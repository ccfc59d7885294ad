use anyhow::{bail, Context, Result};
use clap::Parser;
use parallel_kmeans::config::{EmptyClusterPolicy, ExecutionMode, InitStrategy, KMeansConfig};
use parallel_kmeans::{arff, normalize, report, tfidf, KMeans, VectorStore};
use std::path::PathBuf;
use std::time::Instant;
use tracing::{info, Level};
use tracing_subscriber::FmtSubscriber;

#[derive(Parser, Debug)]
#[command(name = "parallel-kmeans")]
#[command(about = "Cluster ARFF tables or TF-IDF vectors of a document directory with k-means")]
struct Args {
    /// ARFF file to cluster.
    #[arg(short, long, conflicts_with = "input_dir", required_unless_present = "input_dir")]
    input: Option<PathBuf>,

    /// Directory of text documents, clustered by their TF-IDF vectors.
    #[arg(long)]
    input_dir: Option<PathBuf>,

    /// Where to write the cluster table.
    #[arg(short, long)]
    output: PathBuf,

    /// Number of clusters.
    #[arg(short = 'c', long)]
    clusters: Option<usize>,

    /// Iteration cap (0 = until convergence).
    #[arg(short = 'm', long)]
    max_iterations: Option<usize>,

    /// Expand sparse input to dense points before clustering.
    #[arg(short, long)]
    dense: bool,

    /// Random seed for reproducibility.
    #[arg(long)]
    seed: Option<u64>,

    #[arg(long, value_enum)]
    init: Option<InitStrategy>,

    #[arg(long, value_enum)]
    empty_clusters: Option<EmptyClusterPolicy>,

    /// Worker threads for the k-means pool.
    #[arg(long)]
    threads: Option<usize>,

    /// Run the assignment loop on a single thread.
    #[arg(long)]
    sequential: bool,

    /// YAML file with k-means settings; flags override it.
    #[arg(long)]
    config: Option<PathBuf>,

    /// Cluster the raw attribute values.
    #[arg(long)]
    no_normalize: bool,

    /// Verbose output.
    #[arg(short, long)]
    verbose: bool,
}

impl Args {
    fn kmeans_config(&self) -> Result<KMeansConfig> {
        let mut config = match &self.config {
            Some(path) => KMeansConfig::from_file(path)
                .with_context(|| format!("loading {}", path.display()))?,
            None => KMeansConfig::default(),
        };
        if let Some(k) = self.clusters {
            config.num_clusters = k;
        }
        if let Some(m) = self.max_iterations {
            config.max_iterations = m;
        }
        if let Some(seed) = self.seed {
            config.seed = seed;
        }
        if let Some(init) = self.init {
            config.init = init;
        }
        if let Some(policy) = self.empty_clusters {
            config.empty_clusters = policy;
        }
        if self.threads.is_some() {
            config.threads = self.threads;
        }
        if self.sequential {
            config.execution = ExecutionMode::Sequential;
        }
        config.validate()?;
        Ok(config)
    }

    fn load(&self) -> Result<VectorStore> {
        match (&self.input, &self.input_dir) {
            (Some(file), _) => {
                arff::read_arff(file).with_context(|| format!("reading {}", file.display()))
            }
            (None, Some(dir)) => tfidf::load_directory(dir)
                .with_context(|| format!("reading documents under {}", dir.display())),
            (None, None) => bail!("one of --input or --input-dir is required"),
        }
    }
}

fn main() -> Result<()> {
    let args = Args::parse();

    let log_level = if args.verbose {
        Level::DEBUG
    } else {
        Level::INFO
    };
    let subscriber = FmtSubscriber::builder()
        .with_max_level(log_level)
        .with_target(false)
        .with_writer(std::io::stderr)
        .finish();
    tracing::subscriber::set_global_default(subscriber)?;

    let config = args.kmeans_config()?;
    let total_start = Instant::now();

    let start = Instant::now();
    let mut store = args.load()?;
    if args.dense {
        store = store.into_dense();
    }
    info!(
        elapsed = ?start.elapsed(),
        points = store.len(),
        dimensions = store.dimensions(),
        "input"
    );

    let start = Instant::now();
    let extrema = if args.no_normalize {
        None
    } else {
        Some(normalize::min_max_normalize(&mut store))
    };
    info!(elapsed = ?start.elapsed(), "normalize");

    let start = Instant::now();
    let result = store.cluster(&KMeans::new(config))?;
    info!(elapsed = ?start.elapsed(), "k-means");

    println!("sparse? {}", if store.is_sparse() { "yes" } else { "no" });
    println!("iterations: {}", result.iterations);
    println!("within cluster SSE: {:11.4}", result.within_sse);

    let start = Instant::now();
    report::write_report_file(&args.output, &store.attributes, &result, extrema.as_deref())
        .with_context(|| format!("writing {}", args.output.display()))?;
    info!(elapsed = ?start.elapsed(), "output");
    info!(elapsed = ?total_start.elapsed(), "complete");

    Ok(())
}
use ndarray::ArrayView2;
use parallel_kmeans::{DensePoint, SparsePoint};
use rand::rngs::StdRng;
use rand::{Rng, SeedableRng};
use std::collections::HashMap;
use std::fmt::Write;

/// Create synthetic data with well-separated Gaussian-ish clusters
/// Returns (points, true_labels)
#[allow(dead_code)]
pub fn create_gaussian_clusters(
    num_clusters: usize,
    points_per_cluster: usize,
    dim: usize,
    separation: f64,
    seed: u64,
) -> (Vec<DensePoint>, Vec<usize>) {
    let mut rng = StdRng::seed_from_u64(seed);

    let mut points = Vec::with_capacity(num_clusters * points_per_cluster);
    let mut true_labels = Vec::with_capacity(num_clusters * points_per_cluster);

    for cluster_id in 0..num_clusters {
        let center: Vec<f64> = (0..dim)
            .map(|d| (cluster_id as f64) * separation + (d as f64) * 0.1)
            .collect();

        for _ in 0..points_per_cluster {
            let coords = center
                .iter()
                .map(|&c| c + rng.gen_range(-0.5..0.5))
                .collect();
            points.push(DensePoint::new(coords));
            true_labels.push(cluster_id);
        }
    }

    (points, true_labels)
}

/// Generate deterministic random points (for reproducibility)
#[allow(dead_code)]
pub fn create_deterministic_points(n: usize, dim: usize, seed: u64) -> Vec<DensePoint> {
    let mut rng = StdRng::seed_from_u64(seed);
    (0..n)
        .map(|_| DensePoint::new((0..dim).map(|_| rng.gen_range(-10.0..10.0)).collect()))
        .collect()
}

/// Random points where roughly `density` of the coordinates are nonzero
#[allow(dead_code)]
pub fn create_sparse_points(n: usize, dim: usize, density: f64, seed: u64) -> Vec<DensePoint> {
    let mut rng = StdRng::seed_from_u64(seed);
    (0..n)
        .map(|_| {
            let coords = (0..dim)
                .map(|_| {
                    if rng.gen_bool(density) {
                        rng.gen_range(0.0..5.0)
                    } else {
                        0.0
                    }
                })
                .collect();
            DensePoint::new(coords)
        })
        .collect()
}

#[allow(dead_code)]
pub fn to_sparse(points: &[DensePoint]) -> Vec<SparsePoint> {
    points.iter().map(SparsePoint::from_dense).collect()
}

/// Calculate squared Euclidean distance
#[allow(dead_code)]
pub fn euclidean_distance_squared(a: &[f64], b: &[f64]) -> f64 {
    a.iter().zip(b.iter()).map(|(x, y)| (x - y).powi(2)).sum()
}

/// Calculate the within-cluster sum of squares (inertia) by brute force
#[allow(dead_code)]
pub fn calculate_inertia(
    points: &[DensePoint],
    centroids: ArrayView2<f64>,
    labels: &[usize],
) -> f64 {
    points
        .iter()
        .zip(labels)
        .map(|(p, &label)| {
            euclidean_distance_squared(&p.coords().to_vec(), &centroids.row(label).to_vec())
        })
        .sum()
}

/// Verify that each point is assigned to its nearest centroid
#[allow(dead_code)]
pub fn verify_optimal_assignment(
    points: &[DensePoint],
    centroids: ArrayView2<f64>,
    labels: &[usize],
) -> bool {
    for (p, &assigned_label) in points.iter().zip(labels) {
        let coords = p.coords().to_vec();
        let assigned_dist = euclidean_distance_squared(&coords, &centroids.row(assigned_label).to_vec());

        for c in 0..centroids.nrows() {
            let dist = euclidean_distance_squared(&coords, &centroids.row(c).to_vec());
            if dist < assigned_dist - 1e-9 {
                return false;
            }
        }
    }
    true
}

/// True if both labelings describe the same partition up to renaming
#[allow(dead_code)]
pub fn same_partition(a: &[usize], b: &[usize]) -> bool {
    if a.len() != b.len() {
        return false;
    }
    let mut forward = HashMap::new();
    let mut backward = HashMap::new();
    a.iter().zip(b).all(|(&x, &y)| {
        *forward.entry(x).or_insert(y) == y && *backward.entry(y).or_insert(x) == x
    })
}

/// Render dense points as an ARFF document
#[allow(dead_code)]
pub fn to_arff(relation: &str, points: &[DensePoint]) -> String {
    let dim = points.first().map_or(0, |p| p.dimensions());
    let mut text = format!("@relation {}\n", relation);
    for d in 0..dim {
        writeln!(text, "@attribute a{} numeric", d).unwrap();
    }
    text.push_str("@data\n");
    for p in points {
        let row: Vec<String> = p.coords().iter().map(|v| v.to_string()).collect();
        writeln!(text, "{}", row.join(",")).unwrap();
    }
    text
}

→ **What is required**:
Take every line of the material that contains the word "ExecutionMode", and copy it.

→ **Solution**:
use parallel_kmeans::config::{EmptyClusterPolicy, ExecutionMode, InitStrategy, KMeansConfig};
            config.execution = ExecutionMode::Sequential;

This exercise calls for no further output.